Dataset entries —
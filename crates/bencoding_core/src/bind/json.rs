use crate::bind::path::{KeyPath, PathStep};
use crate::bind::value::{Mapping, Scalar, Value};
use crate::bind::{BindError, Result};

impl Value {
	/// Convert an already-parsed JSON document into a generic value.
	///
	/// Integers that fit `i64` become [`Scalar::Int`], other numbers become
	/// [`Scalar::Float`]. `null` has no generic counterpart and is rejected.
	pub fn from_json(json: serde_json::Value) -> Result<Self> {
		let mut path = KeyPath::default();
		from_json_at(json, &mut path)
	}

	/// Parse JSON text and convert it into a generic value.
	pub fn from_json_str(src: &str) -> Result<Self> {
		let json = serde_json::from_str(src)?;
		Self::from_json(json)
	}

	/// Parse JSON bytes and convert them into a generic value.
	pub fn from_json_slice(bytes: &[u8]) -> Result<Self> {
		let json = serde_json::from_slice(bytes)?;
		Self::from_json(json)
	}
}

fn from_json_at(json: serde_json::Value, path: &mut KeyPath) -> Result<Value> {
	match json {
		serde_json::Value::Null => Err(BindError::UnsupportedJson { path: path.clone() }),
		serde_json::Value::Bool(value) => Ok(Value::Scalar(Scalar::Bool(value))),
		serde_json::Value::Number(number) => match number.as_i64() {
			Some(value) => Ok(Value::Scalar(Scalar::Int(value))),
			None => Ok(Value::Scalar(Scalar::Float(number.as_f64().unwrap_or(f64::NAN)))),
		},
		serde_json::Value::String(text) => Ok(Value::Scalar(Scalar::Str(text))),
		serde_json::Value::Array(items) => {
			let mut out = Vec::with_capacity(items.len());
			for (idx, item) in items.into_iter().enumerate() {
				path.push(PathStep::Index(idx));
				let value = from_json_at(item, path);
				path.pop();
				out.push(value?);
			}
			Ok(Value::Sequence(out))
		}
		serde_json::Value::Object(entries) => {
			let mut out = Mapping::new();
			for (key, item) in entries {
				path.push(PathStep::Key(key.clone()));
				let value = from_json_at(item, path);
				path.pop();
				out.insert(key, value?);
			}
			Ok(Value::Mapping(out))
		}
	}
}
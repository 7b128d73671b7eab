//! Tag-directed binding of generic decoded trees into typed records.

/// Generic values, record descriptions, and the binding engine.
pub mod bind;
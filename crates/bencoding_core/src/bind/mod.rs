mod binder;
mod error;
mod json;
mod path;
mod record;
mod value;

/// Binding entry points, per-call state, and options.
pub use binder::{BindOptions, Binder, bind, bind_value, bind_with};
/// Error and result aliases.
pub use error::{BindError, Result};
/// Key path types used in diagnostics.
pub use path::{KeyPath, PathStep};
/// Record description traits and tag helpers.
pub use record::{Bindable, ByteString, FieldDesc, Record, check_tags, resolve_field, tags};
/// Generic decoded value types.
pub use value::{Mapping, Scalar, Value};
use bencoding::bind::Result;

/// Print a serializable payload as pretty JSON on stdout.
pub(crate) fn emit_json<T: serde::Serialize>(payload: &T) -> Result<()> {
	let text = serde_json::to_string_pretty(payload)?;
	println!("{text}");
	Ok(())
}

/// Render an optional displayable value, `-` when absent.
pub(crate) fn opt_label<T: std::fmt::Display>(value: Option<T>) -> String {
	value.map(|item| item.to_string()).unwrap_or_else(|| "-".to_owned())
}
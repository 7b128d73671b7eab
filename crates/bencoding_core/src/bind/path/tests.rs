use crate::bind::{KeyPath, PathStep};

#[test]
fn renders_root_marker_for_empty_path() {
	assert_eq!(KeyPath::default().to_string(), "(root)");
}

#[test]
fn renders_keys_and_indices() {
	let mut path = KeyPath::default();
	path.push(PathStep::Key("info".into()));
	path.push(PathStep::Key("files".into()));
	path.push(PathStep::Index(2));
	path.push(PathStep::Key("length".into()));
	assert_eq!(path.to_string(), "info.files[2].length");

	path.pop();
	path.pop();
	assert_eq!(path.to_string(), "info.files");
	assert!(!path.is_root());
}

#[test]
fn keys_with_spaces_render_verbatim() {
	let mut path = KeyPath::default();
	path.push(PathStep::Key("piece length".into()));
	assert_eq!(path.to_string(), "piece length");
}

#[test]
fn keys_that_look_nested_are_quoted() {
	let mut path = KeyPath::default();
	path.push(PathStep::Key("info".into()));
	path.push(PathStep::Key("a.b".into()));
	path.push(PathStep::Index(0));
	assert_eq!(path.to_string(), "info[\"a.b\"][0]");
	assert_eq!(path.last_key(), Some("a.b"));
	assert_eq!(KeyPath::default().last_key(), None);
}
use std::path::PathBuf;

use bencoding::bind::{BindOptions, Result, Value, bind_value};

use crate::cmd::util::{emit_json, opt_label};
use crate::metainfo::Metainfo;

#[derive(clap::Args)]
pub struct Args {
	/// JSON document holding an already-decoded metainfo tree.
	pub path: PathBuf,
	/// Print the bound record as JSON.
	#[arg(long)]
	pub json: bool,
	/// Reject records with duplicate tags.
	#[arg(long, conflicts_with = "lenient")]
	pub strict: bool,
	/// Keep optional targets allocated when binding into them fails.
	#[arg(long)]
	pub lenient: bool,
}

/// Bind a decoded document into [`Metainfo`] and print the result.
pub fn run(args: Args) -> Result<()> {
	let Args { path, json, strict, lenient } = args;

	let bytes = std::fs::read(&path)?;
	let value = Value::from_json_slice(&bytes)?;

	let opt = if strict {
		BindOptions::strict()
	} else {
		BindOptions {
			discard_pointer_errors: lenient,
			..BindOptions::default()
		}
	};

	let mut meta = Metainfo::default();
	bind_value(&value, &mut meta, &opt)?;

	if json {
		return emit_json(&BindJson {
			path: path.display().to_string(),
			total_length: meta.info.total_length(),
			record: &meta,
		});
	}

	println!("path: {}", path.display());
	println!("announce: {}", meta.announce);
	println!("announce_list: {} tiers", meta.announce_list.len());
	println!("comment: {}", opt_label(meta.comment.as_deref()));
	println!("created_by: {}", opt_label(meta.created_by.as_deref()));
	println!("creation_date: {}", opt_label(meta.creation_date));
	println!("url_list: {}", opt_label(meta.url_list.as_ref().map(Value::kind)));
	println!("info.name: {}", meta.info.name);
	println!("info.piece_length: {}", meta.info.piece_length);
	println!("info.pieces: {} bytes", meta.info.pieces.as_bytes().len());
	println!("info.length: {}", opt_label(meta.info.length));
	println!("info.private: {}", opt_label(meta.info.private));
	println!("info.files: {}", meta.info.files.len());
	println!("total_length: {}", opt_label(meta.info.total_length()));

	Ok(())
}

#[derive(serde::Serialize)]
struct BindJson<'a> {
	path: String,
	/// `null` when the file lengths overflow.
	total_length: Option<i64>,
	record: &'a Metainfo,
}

What this task involves — What is wanted is an exact copy of the data.

Solved problem —
filename crates/bencoding_core/src/bind/json.rs
use crate::bind::path::{KeyPath, PathStep};
use crate::bind::value::{Mapping, Scalar, Value};
use crate::bind::{BindError, Result};

impl Value {
	/// Convert an already-parsed JSON document into a generic value.
	///
	/// Integers that fit `i64` become [`Scalar::Int`], other numbers become
	/// [`Scalar::Float`]. `null` has no generic counterpart and is rejected.
	pub fn from_json(json: serde_json::Value) -> Result<Self> {
		let mut path = KeyPath::default();
		from_json_at(json, &mut path)
	}

	/// Parse JSON text and convert it into a generic value.
	pub fn from_json_str(src: &str) -> Result<Self> {
		let json = serde_json::from_str(src)?;
		Self::from_json(json)
	}

	/// Parse JSON bytes and convert them into a generic value.
	pub fn from_json_slice(bytes: &[u8]) -> Result<Self> {
		let json = serde_json::from_slice(bytes)?;
		Self::from_json(json)
	}
}

fn from_json_at(json: serde_json::Value, path: &mut KeyPath) -> Result<Value> {
	match json {
		serde_json::Value::Null => Err(BindError::UnsupportedJson { path: path.clone() }),
		serde_json::Value::Bool(value) => Ok(Value::Scalar(Scalar::Bool(value))),
		serde_json::Value::Number(number) => match number.as_i64() {
			Some(value) => Ok(Value::Scalar(Scalar::Int(value))),
			None => Ok(Value::Scalar(Scalar::Float(number.as_f64().unwrap_or(f64::NAN)))),
		},
		serde_json::Value::String(text) => Ok(Value::Scalar(Scalar::Str(text))),
		serde_json::Value::Array(items) => {
			let mut out = Vec::with_capacity(items.len());
			for (idx, item) in items.into_iter().enumerate() {
				path.push(PathStep::Index(idx));
				let value = from_json_at(item, path);
				path.pop();
				out.push(value?);
			}
			Ok(Value::Sequence(out))
		}
		serde_json::Value::Object(entries) => {
			let mut out = Mapping::new();
			for (key, item) in entries {
				path.push(PathStep::Key(key.clone()));
				let value = from_json_at(item, path);
				path.pop();
				out.insert(key, value?);
			}
			Ok(Value::Mapping(out))
		}
	}
}
repository 7b128d73671b7eab
//! Tag-directed binding of generic decoded trees into typed records.

/// Generic values, record descriptions, and the binding engine.
pub mod bind;
filename crates/bencoding_core/src/bind/mod.rs
mod binder;
mod error;
mod json;
mod path;
mod record;
mod value;

/// Binding entry points, per-call state, and options.
pub use binder::{BindOptions, Binder, bind, bind_value, bind_with};
/// Error and result aliases.
pub use error::{BindError, Result};
/// Key path types used in diagnostics.
pub use path::{KeyPath, PathStep};
/// Record description traits and tag helpers.
pub use record::{Bindable, ByteString, FieldDesc, Record, check_tags, resolve_field, tags};
/// Generic decoded value types.
pub use value::{Mapping, Scalar, Value};
use bencoding::bind::Result;

/// Print a serializable payload as pretty JSON on stdout.
pub(crate) fn emit_json<T: serde::Serialize>(payload: &T) -> Result<()> {
	let text = serde_json::to_string_pretty(payload)?;
	println!("{text}");
	Ok(())
}

/// Render an optional displayable value, `-` when absent.
pub(crate) fn opt_label<T: std::fmt::Display>(value: Option<T>) -> String {
	value.map(|item| item.to_string()).unwrap_or_else(|| "-".to_owned())
}
repository 7b128d73671b7eab
filename crates/bencoding_core/src/bind/path/tests.rs
use crate::bind::{KeyPath, PathStep};

#[test]
fn renders_root_marker_for_empty_path() {
	assert_eq!(KeyPath::default().to_string(), "(root)");
}

#[test]
fn renders_keys_and_indices() {
	let mut path = KeyPath::default();
	path.push(PathStep::Key("info".into()));
	path.push(PathStep::Key("files".into()));
	path.push(PathStep::Index(2));
	path.push(PathStep::Key("length".into()));
	assert_eq!(path.to_string(), "info.files[2].length");

	path.pop();
	path.pop();
	assert_eq!(path.to_string(), "info.files");
	assert!(!path.is_root());
}

#[test]
fn keys_with_spaces_render_verbatim() {
	let mut path = KeyPath::default();
	path.push(PathStep::Key("piece length".into()));
	assert_eq!(path.to_string(), "piece length");
}

#[test]
fn keys_that_look_nested_are_quoted() {
	let mut path = KeyPath::default();
	path.push(PathStep::Key("info".into()));
	path.push(PathStep::Key("a.b".into()));
	path.push(PathStep::Index(0));
	assert_eq!(path.to_string(), "info[\"a.b\"][0]");
	assert_eq!(path.last_key(), Some("a.b"));
	assert_eq!(KeyPath::default().last_key(), None);
}
use std::path::PathBuf;

use bencoding::bind::{BindOptions, Result, Value, bind_value};

use crate::cmd::util::{emit_json, opt_label};
use crate::metainfo::Metainfo;

#[derive(clap::Args)]
pub struct Args {
	/// JSON document holding an already-decoded metainfo tree.
	pub path: PathBuf,
	/// Print the bound record as JSON.
	#[arg(long)]
	pub json: bool,
	/// Reject records with duplicate tags.
	#[arg(long, conflicts_with = "lenient")]
	pub strict: bool,
	/// Keep optional targets allocated when binding into them fails.
	#[arg(long)]
	pub lenient: bool,
}

/// Bind a decoded document into [`Metainfo`] and print the result.
pub fn run(args: Args) -> Result<()> {
	let Args { path, json, strict, lenient } = args;

	let bytes = std::fs::read(&path)?;
	let value = Value::from_json_slice(&bytes)?;

	let opt = if strict {
		BindOptions::strict()
	} else {
		BindOptions {
			discard_pointer_errors: lenient,
			..BindOptions::default()
		}
	};

	let mut meta = Metainfo::default();
	bind_value(&value, &mut meta, &opt)?;

	if json {
		return emit_json(&BindJson {
			path: path.display().to_string(),
			total_length: meta.info.total_length(),
			record: &meta,
		});
	}

	println!("path: {}", path.display());
	println!("announce: {}", meta.announce);
	println!("announce_list: {} tiers", meta.announce_list.len());
	println!("comment: {}", opt_label(meta.comment.as_deref()));
	println!("created_by: {}", opt_label(meta.created_by.as_deref()));
	println!("creation_date: {}", opt_label(meta.creation_date));
	println!("url_list: {}", opt_label(meta.url_list.as_ref().map(Value::kind)));
	println!("info.name: {}", meta.info.name);
	println!("info.piece_length: {}", meta.info.piece_length);
	println!("info.pieces: {} bytes", meta.info.pieces.as_bytes().len());
	println!("info.length: {}", opt_label(meta.info.length));
	println!("info.private: {}", opt_label(meta.info.private));
	println!("info.files: {}", meta.info.files.len());
	println!("total_length: {}", opt_label(meta.info.total_length()));

	Ok(())
}

#[derive(serde::Serialize)]
struct BindJson<'a> {
	path: String,
	/// `null` when the file lengths overflow.
	total_length: Option<i64>,
	record: &'a Metainfo,
}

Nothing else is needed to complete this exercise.